Saturday, December 14, 2013

20 Years Later

I woke up this morning to find a special surprise in the bathroom. One of my roommates, I don't know who, put the birthday sign by the sink and mirror and I didn't notice it until I washed my hands. Whoever did this, I thank you for making my day special.

My birthday started out like any other day. I didn't really do anything to celebrate earlier in the day until my roommates took me out to dinner, gave me a cupcake and went to the movie theaters to see the new Christmas movie, "The Christmas Candle." It is a movie based on Max Lucado's book. I recommend everyone to go see it because it is a movie of believing in miracles.

At five years old, I was diagnosed with a learning disability called high functioning autism. It changed the lives of my family and mine forever. Ever since my diagnosis, I went through a lot of challenges. Other kids made fun of me at school and wouldn't include me in any fun activity that they were doing; teachers weren't willing to work with me because they had no experience with disabled kids; I felt like I wasn't important because I wasn't like the other kids. I wasn't "normal."

But with the support of my parents and sisters, teachers and friends who were willing to look past my differences, I was able to succeed and beat the odds. I was only looked at as a little girl, instead of an alien, who needed help and the support from the people who love her.

I received awards in academics, became one of the leading scores in Church basketball, overcame my autism with speech therapy, and graduated high school with honors. I was born a champion... I am now a champion... and I always will be a champion. Anyone is a champion if they choose to be.

Look at me now, 20 years old and a sophomore at BYU-Idaho.
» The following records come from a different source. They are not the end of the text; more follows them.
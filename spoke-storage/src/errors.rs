//! Error taxonomy for the storage core.
//!
//! Every operation surfaces one of a closed set of error kinds so that the
//! HTTP layer above can map them to status codes without inspecting
//! backend-specific details. Transient transport errors are retried inside
//! the adapters and only surface as `Unavailable` once the retry budget is
//! exhausted; logical conflicts surface unchanged and are never retried.

use thiserror::Error;

/// Unified error type for all storage operations.
#[derive(Debug, Error)]
pub enum StorageError {
    #[error("not found: {0}")]
    NotFound(String),

    #[error("already exists: {0}")]
    AlreadyExists(String),

    #[error("invalid argument: {0}")]
    InvalidArgument(String),

    #[error("precondition failed: {0}")]
    Precondition(String),

    #[error("operation canceled")]
    Canceled,

    #[error("deadline exceeded")]
    DeadlineExceeded,

    #[error("backend unavailable: {0}")]
    Unavailable(String),

    #[error("internal storage error: {0}")]
    Internal(String),
}

impl StorageError {
    /// Stable label for metrics and structured logs.
    pub fn kind_label(&self) -> &'static str {
        match self {
            StorageError::NotFound(_) => "not_found",
            StorageError::AlreadyExists(_) => "already_exists",
            StorageError::InvalidArgument(_) => "invalid_argument",
            StorageError::Precondition(_) => "precondition",
            StorageError::Canceled => "canceled",
            StorageError::DeadlineExceeded => "deadline_exceeded",
            StorageError::Unavailable(_) => "unavailable",
            StorageError::Internal(_) => "internal",
        }
    }

    /// Whether a bounded local retry may help. Logical conflicts and
    /// context errors never qualify.
    pub fn is_transient(&self) -> bool {
        matches!(self, StorageError::Unavailable(_))
    }

    pub fn is_not_found(&self) -> bool {
        matches!(self, StorageError::NotFound(_))
    }
}

impl From<std::io::Error> for StorageError {
    fn from(e: std::io::Error) -> Self {
        match e.kind() {
            std::io::ErrorKind::NotFound => StorageError::NotFound(e.to_string()),
            std::io::ErrorKind::TimedOut => StorageError::DeadlineExceeded,
            _ => StorageError::Internal(format!("io: {}", e)),
        }
    }
}

impl From<serde_json::Error> for StorageError {
    fn from(e: serde_json::Error) -> Self {
        StorageError::Internal(format!("serialization: {}", e))
    }
}

impl From<sqlx::Error> for StorageError {
    fn from(e: sqlx::Error) -> Self {
        match &e {
            sqlx::Error::RowNotFound => StorageError::NotFound("row".to_string()),
            sqlx::Error::PoolTimedOut => {
                StorageError::Unavailable("metadata pool exhausted".to_string())
            }
            sqlx::Error::PoolClosed => {
                StorageError::Unavailable("metadata pool closed".to_string())
            }
            sqlx::Error::Io(_) | sqlx::Error::Tls(_) => {
                StorageError::Unavailable(format!("metadata transport: {}", e))
            }
            sqlx::Error::Database(db) => match db.code().as_deref() {
                // unique_violation
                Some("23505") => StorageError::AlreadyExists(db.message().to_string()),
                // foreign_key_violation: the referenced entity is gone
                Some("23503") => StorageError::NotFound(db.message().to_string()),
                // check_violation
                Some("23514") => StorageError::InvalidArgument(db.message().to_string()),
                _ => StorageError::Internal(format!("metadata: {}", db.message())),
            },
            _ => StorageError::Internal(format!("metadata: {}", e)),
        }
    }
}

impl From<redis::RedisError> for StorageError {
    fn from(e: redis::RedisError) -> Self {
        if e.is_io_error() || e.is_timeout() || e.is_connection_refusal() || e.is_connection_dropped()
        {
            StorageError::Unavailable(format!("cache transport: {}", e))
        } else {
            StorageError::Internal(format!("cache: {}", e))
        }
    }
}

/// Errors detected while loading or validating configuration. These are
/// fatal at bootstrap.
#[derive(Debug, Error)]
pub enum ConfigError {
    #[error("missing required configuration: {0}")]
    Missing(&'static str),

    #[error("invalid configuration for {key}: {reason}")]
    Invalid { key: &'static str, reason: String },
}

#[cfg(test)]
mod tests {
    use super::*;

    #[test]
    fn test_kind_labels_are_stable() {
        assert_eq!(StorageError::NotFound("x".into()).kind_label(), "not_found");
        assert_eq!(StorageError::Canceled.kind_label(), "canceled");
        assert_eq!(
            StorageError::DeadlineExceeded.kind_label(),
            "deadline_exceeded"
        );
    }

    #[test]
    fn test_only_unavailable_is_transient() {
        assert!(StorageError::Unavailable("x".into()).is_transient());
        assert!(!StorageError::NotFound("x".into()).is_transient());
        assert!(!StorageError::AlreadyExists("x".into()).is_transient());
        assert!(!StorageError::Canceled.is_transient());
    }

    #[test]
    fn test_io_not_found_maps_to_not_found() {
        let io = std::io::Error::new(std::io::ErrorKind::NotFound, "gone");
        let err: StorageError = io.into();
        assert!(err.is_not_found());
    }
}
I have changed into a better person because of my trials, experiences, and faith that grew stronger and helped me grow close to God. I succeeded because of His help. I learned to turn to Him for strength, courage, and faith. I proved those who doubted I would ever succeed that I can.
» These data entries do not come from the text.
//! Process-local byte-bounded LRU cache.
//!
//! Level 1 of the cache tier. Values are serialized payloads; the cost of
//! an entry is its key length plus payload length. Inserting past the
//! capacity evicts least-recently-used entries until the total cost fits
//! again. Reads and writes share one lock; critical sections only touch
//! in-memory maps so contention stays short.

use super::keys;
use bytes::Bytes;
use std::collections::{HashMap, VecDeque};
use std::sync::RwLock;

/// Snapshot of L1 counters for stats endpoints and tests.
#[derive(Debug, Clone, Default, PartialEq, Eq)]
pub struct L1Stats {
    pub hits: u64,
    pub misses: u64,
    pub evictions: u64,
    pub entries: usize,
    pub used_bytes: usize,
    pub capacity_bytes: usize,
}

#[derive(Debug)]
struct Entry {
    payload: Bytes,
    cost: usize,
}

#[derive(Debug, Default)]
struct Inner {
    map: HashMap<String, Entry>,
    // Most recently used at the front.
    order: VecDeque<String>,
    used: usize,
    hits: u64,
    misses: u64,
    evictions: u64,
}

#[derive(Debug)]
pub struct L1Cache {
    capacity: usize,
    inner: RwLock<Inner>,
}

impl L1Cache {
    pub fn new(capacity_bytes: usize) -> Self {
        Self {
            capacity: capacity_bytes,
            inner: RwLock::new(Inner::default()),
        }
    }

    pub fn get(&self, key: &str) -> Option<Bytes> {
        let mut inner = self.inner.write().unwrap();
        if let Some(payload) = inner.map.get(key).map(|e| e.payload.clone()) {
            inner.hits += 1;
            touch(&mut inner.order, key);
            Some(payload)
        } else {
            inner.misses += 1;
            None
        }
    }

    /// Insert an entry, evicting from the LRU end until the total cost is
    /// back under capacity. Returns the evicted keys so the tier can
    /// attribute eviction metrics per key family. An entry larger than
    /// the whole capacity is not admitted.
    pub fn put(&self, key: &str, payload: Bytes) -> Vec<String> {
        let cost = key.len() + payload.len();
        if cost > self.capacity {
            return Vec::new();
        }

        let mut inner = self.inner.write().unwrap();
        if let Some(old) = inner.map.remove(key) {
            inner.used -= old.cost;
            remove_key(&mut inner.order, key);
        }
        inner.map.insert(key.to_string(), Entry { payload, cost });
        inner.order.push_front(key.to_string());
        inner.used += cost;

        let mut evicted = Vec::new();
        while inner.used > self.capacity {
            let Some(victim) = inner.order.pop_back() else {
                break;
            };
            if let Some(entry) = inner.map.remove(&victim) {
                inner.used -= entry.cost;
                inner.evictions += 1;
                evicted.push(victim);
            }
        }
        evicted
    }

    pub fn remove(&self, key: &str) -> bool {
        let mut inner = self.inner.write().unwrap();
        if let Some(entry) = inner.map.remove(key) {
            inner.used -= entry.cost;
            remove_key(&mut inner.order, key);
            true
        } else {
            false
        }
    }

    /// Remove every key matching a glob pattern. Returns the removed keys.
    pub fn remove_matching(&self, pattern: &str) -> Vec<String> {
        let mut inner = self.inner.write().unwrap();
        let victims: Vec<String> = inner
            .map
            .keys()
            .filter(|k| keys::glob_match(pattern, k))
            .cloned()
            .collect();
        for key in &victims {
            if let Some(entry) = inner.map.remove(key) {
                inner.used -= entry.cost;
            }
            remove_key(&mut inner.order, key);
        }
        victims
    }

    pub fn clear(&self) {
        let mut inner = self.inner.write().unwrap();
        inner.map.clear();
        inner.order.clear();
        inner.used = 0;
    }

    pub fn stats(&self) -> L1Stats {
        let inner = self.inner.read().unwrap();
        L1Stats {
            hits: inner.hits,
            misses: inner.misses,
            evictions: inner.evictions,
            entries: inner.map.len(),
            used_bytes: inner.used,
            capacity_bytes: self.capacity,
        }
    }
}

fn touch(order: &mut VecDeque<String>, key: &str) {
    remove_key(order, key);
    order.push_front(key.to_string());
}

fn remove_key(order: &mut VecDeque<String>, key: &str) {
    if let Some(pos) = order.iter().position(|k| k == key) {
        order.remove(pos);
    }
}

#[cfg(test)]
mod tests {
    use super::*;

    fn payload(len: usize) -> Bytes {
        Bytes::from(vec![b'x'; len])
    }

    #[test]
    fn test_put_get_roundtrip() {
        let cache = L1Cache::new(1024);
        cache.put("module:acme", payload(10));
        assert_eq!(cache.get("module:acme"), Some(payload(10)));
        assert_eq!(cache.get("module:other"), None);

        let stats = cache.stats();
        assert_eq!(stats.hits, 1);
        assert_eq!(stats.misses, 1);
        assert_eq!(stats.entries, 1);
    }

    #[test]
    fn test_capacity_is_respected() {
        // Each entry costs key (4 bytes) + payload (60 bytes) = 64.
        let cache = L1Cache::new(128);
        cache.put("k001", payload(60));
        cache.put("k002", payload(60));
        assert_eq!(cache.stats().used_bytes, 128);

        let evicted = cache.put("k003", payload(60));
        assert_eq!(evicted, vec!["k001".to_string()]);
        assert!(cache.stats().used_bytes <= 128);
        assert_eq!(cache.get("k001"), None);
        assert!(cache.get("k002").is_some());
        assert!(cache.get("k003").is_some());
    }

    #[test]
    fn test_lru_order_follows_access() {
        let cache = L1Cache::new(128);
        cache.put("k001", payload(60));
        cache.put("k002", payload(60));
        // Touch k001 so k002 becomes the LRU victim.
        cache.get("k001");

        let evicted = cache.put("k003", payload(60));
        assert_eq!(evicted, vec!["k002".to_string()]);
        assert!(cache.get("k001").is_some());
    }

    #[test]
    fn test_oversized_entry_is_not_admitted() {
        let cache = L1Cache::new(32);
        cache.put("big", payload(64));
        assert_eq!(cache.get("big"), None);
        assert_eq!(cache.stats().used_bytes, 0);
    }

    #[test]
    fn test_overwrite_replaces_cost() {
        let cache = L1Cache::new(1024);
        cache.put("key", payload(100));
        cache.put("key", payload(10));
        let stats = cache.stats();
        assert_eq!(stats.entries, 1);
        assert_eq!(stats.used_bytes, 3 + 10);
    }

    #[test]
    fn test_remove_matching_glob() {
        let cache = L1Cache::new(4096);
        cache.put("version:acme:v1", payload(8));
        cache.put("version:acme:v2", payload(8));
        cache.put("version:other:v1", payload(8));

        let mut removed = cache.remove_matching("version:acme:*");
        removed.sort();
        assert_eq!(removed, vec!["version:acme:v1", "version:acme:v2"]);
        assert!(cache.get("version:other:v1").is_some());
    }
}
I've learned to accept my autism as a gift instead of a weakness. I won't deny it, there are times I've struggled on things because I only think in pictures. But, I was able to understand by asking for help. I think in pictures and I try to connect the pieces together. 

I've also learned not to let autism define who I am. It is my learning disability, but it's not me. It's something I'm born with, but it doesn't mean that it's my identity.

I am Micaela Jones. I'm 20 years old and I'm autistic. But, I am NOT my autism.

1 comment:

Mama J said...

You're a "Tweener"!!! Time sure went by fast. It seems like yesterday, Dad and I were bringing you home from the hospital. You are such an amazing young woman and yes, you are a champion. While you had a challenging start, you sure aren't letting it hold you back now. Look at all you, YOU are a WINNER. Proud of You!!!